## TASK TO COMPLETE
Across the entries below, how many lines include "NotFound"? Give the number and nothing else.

[Opening SUPPLIED MATERIAL section]

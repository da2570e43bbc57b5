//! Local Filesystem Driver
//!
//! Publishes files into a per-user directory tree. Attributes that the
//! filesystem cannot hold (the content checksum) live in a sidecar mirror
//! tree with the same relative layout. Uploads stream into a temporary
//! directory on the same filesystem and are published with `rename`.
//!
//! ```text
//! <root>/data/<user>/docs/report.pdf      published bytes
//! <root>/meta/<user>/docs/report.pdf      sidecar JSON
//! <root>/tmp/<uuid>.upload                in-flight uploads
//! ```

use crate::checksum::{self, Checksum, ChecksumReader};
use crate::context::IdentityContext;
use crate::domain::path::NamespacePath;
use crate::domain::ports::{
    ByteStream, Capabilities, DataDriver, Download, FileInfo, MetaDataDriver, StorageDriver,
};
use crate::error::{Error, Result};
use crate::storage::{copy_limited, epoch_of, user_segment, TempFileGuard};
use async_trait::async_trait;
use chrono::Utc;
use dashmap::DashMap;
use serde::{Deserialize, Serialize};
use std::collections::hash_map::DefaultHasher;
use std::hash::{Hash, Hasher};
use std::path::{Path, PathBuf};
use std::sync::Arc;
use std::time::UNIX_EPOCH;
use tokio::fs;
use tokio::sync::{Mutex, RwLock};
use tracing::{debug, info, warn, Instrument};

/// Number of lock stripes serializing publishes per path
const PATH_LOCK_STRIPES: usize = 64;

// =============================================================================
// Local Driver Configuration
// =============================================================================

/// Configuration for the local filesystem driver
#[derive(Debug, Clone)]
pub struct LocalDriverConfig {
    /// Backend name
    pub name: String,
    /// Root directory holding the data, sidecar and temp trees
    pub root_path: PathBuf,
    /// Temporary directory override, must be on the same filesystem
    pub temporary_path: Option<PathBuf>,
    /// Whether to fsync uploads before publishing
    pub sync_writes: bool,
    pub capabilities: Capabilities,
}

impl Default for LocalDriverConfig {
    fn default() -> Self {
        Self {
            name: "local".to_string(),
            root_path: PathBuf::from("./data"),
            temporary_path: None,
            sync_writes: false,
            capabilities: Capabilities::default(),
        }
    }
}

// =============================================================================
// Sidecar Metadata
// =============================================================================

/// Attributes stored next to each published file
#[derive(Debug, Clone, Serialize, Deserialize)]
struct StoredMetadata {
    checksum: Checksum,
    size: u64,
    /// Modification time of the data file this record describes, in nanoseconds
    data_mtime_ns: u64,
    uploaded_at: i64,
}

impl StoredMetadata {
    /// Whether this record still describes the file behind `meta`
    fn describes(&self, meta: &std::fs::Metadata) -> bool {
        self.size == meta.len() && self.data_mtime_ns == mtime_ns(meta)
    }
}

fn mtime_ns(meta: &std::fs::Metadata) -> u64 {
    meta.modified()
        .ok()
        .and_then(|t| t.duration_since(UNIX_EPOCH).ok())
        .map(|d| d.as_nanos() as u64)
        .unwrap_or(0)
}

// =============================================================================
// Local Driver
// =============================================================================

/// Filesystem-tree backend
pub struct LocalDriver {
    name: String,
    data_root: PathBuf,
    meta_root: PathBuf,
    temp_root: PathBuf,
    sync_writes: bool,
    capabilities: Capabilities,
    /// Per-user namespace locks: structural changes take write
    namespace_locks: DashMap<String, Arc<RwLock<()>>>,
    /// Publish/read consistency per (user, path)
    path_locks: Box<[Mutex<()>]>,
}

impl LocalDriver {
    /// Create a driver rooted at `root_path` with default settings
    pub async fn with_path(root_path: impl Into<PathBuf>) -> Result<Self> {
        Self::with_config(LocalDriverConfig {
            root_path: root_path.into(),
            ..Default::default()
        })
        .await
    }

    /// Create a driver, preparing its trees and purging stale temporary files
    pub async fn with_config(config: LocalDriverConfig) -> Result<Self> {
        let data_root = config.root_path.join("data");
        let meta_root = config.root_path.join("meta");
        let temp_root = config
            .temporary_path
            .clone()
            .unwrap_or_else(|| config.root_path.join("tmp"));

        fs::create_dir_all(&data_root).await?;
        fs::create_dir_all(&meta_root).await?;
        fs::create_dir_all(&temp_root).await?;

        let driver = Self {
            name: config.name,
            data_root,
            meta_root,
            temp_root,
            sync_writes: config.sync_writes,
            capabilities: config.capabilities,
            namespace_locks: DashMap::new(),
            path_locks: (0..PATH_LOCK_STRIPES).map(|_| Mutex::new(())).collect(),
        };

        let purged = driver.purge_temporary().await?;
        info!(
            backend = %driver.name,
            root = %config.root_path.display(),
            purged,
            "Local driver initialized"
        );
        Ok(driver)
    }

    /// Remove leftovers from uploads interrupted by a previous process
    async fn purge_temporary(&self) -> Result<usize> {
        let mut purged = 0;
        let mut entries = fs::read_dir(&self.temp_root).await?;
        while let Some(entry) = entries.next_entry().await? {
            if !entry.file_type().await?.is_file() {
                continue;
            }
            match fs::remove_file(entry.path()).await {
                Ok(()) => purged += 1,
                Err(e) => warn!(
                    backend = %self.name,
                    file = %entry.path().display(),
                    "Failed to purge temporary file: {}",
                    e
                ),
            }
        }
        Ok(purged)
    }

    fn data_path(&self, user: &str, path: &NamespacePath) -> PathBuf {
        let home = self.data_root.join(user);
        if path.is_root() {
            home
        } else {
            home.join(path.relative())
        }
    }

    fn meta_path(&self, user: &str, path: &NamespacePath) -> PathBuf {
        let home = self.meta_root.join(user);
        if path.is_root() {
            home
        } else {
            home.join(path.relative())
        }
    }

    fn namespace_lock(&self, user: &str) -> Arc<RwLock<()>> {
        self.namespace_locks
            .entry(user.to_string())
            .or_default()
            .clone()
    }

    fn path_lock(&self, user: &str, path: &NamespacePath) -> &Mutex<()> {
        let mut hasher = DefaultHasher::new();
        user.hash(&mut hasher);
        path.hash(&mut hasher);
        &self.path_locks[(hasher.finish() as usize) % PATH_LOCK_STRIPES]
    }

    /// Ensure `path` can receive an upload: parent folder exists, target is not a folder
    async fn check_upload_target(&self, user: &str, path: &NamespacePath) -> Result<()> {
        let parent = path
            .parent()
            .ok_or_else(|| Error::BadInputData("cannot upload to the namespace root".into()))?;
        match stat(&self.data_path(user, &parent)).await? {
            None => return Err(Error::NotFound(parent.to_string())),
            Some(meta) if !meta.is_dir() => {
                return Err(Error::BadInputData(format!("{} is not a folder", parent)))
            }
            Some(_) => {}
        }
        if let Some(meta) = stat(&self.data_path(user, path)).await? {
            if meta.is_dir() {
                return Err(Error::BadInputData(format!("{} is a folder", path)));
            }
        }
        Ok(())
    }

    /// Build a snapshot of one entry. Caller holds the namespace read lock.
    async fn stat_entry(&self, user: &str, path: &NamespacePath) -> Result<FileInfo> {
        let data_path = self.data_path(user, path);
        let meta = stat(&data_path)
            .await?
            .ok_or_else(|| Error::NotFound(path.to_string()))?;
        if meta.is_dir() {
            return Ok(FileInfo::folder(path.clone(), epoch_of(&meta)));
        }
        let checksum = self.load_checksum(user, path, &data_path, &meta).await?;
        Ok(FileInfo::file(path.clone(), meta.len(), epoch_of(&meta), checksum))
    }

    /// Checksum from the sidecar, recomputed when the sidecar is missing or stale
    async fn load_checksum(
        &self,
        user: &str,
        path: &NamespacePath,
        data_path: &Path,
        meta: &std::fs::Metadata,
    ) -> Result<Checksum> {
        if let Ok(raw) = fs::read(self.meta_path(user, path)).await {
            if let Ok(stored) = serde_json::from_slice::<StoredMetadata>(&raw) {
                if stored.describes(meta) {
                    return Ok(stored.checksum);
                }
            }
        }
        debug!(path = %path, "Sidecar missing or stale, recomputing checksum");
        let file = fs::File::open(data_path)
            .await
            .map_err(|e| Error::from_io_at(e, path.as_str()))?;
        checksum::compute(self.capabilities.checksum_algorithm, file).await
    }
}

[Closing SUPPLIED MATERIAL section]

## RESULT FOR THIS EXERCISE
2